Renault's strategy could not have been done without creating danger. Any incident, by definition, involving the SAFETY car means the track is unsafe. Any time that marshals are on the track, be it under yellow flags or safety car conditions, puts their lives at danger. It might look slow on the TV, when the cars are going behind the safety car compared to racing speeds, but they are still driving much faster than you would be on the roads.
But even if we were to say that what Renault did in Singapore was race fixing (which it wasn't) - how in all that is sane was what Ferrari did race fixing? They improved Alonso's chances by promoting him one position on the grid and putting him on the clean side of the track, but they didn't fiddle a result, collude with other teams or deliberately throw a race. Their target for the US Grand Prix was to get the best result for Alonso, and that's what they achieved with no outside assistance from other teams. Now, yes, this was at the detriment of Massa's qualifying position, but Massa would not have beaten Vettel or Hamilton in the race and would have had to have pulled over for Alonso, so Massa achieved the maximum he was ever going to even if he had not been demoted.
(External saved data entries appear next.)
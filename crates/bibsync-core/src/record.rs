//! The canonical publication record every source is normalized into.

use std::collections::BTreeMap;

use serde::{Deserialize, Serialize};
use sha2::{Digest, Sha256};

use crate::normalize::normalize_text;

/// Entry type used when a source does not say otherwise.
pub const DEFAULT_ENTRY_TYPE: &str = "article";

/// Placeholder year for records whose source carries no date.
pub const UNKNOWN_YEAR: &str = "Unknown";

/// A single bibliographic record.
///
/// The common fields are typed; everything else (ISSN, volume, abstract, ...)
/// lives in `extra` under lowercase field names. Empty strings mean "absent"
/// and are pruned on every serialization path.
#[derive(Debug, Clone, Default, PartialEq, Eq, Serialize, Deserialize)]
pub struct PublicationRecord {
    #[serde(default)]
    pub entry_type: String,
    #[serde(default)]
    pub id: String,
    /// "Given Family, Given Family, ..."
    #[serde(default, skip_serializing_if = "String::is_empty")]
    pub author: String,
    #[serde(default, skip_serializing_if = "String::is_empty")]
    pub year: String,
    #[serde(default, skip_serializing_if = "String::is_empty")]
    pub title: String,
    #[serde(default, skip_serializing_if = "String::is_empty")]
    pub doi: String,
    #[serde(
        default,
        rename = "container-title",
        skip_serializing_if = "String::is_empty"
    )]
    pub container_title: String,
    #[serde(default, skip_serializing_if = "String::is_empty")]
    pub publisher: String,
    #[serde(flatten)]
    pub extra: BTreeMap<String, String>,
}

/// Names of the typed body fields, in output order.
pub const CORE_FIELDS: [&str; 6] = [
    "author",
    "title",
    "container-title",
    "year",
    "doi",
    "publisher",
];

impl PublicationRecord {
    /// Start a record with the given title and the default entry type.
    pub fn new(title: impl Into<String>) -> Self {
        Self {
            entry_type: DEFAULT_ENTRY_TYPE.to_string(),
            title: title.into(),
            ..Default::default()
        }
    }

    pub fn with_author(mut self, author: impl Into<String>) -> Self {
        self.author = author.into();
        self
    }

    pub fn with_year(mut self, year: impl Into<String>) -> Self {
        self.year = year.into();
        self
    }

    pub fn with_doi(mut self, doi: impl Into<String>) -> Self {
        self.doi = doi.into();
        self
    }

    pub fn with_container_title(mut self, container: impl Into<String>) -> Self {
        self.container_title = container.into();
        self
    }

    pub fn with_field(mut self, field: &str, value: impl Into<String>) -> Self {
        self.set(field, value);
        self
    }

    /// Fill in `entry_type` and `id` if they are still empty.
    pub fn with_derived_id(mut self) -> Self {
        self.ensure_tags();
        self
    }

    /// Ensure the two mandatory tagging fields are populated.
    pub fn ensure_tags(&mut self) {
        if self.entry_type.trim().is_empty() {
            self.entry_type = DEFAULT_ENTRY_TYPE.to_string();
        }
        if self.id.trim().is_empty() {
            self.id = derive_record_id(&self.doi, &self.title);
        }
    }

    /// Look up a field by name (case-insensitive). Empty values read as absent.
    pub fn get(&self, field: &str) -> Option<&str> {
        let field = field.to_ascii_lowercase();
        let value = match field.as_str() {
            "entry_type" | "entrytype" => self.entry_type.as_str(),
            "id" => self.id.as_str(),
            "author" => self.author.as_str(),
            "year" => self.year.as_str(),
            "title" => self.title.as_str(),
            "doi" => self.doi.as_str(),
            "container-title" => self.container_title.as_str(),
            "publisher" => self.publisher.as_str(),
            other => self.extra.get(other).map(String::as_str).unwrap_or(""),
        };
        if value.is_empty() { None } else { Some(value) }
    }

    /// Set a field by name. Unknown names go into `extra`, lowercased.
    pub fn set(&mut self, field: &str, value: impl Into<String>) {
        let value = value.into();
        let field = field.to_ascii_lowercase();
        match field.as_str() {
            "entry_type" | "entrytype" => self.entry_type = value,
            "id" => self.id = value,
            "author" => self.author = value,
            "year" => self.year = value,
            "title" => self.title = value,
            "doi" => self.doi = value,
            "container-title" => self.container_title = value,
            "publisher" => self.publisher = value,
            _ => {
                self.extra.insert(field, value);
            }
        }
    }

    /// Non-empty body fields (everything except `entry_type`/`id`), typed
    /// fields first, then extras in name order.
    pub fn fields(&self) -> Vec<(&str, &str)> {
        let typed = [
            ("author", self.author.as_str()),
            ("title", self.title.as_str()),
            ("container-title", self.container_title.as_str()),
            ("year", self.year.as_str()),
            ("doi", self.doi.as_str()),
            ("publisher", self.publisher.as_str()),
        ];
        typed
            .into_iter()
            .chain(self.extra.iter().map(|(k, v)| (k.as_str(), v.as_str())))
            .filter(|(_, v)| !v.trim().is_empty())
            .collect()
    }

    /// Year if known, otherwise [`UNKNOWN_YEAR`].
    pub fn year_or_unknown(&self) -> &str {
        if self.year.trim().is_empty() {
            UNKNOWN_YEAR
        } else {
            self.year.trim()
        }
    }
}

/// Stable record key: the DOI when present, else `key` + 16 hex digits of the
/// SHA-256 of the normalized, punctuation-free title.
pub fn derive_record_id(doi: &str, title: &str) -> String {
    let doi = doi.trim();
    if !doi.is_empty() {
        return doi.to_string();
    }
    let sanitized: String = normalize_text(title)
        .chars()
        .filter(|c| c.is_alphanumeric() || *c == '_')
        .collect();
    let digest = Sha256::digest(sanitized.as_bytes());
    let hex: String = digest[..8].iter().map(|b| format!("{b:02x}")).collect();
    format!("key{hex}")
}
And if we are counting incidents where a team sacrifices one driver's fortune for another, then suddenly the list becomes much bigger for race fixing. Winggate 2010 - race fixing. Hamilton getting all the good updates first in 2009 - race fixing. Things like this will happen in just about every race. It's not race fixing, it's teams maximising the best result for their end goal. I'm not a fan of what Ferrari did in Austin because of the way they treated Massa - but there was nothing unsporting about it, there was nothing illegal about it, it certainly was not racefixing (!!!!), and - from a weekend objective point of view - it was the best decision to be made. Yes, it sucked to be Massa, yes, it was not the best move from a PR point of view for Ferrari or the sport, but it was the right decision and that was ultimately vindicated by the team's 3-4 position at the end of the race.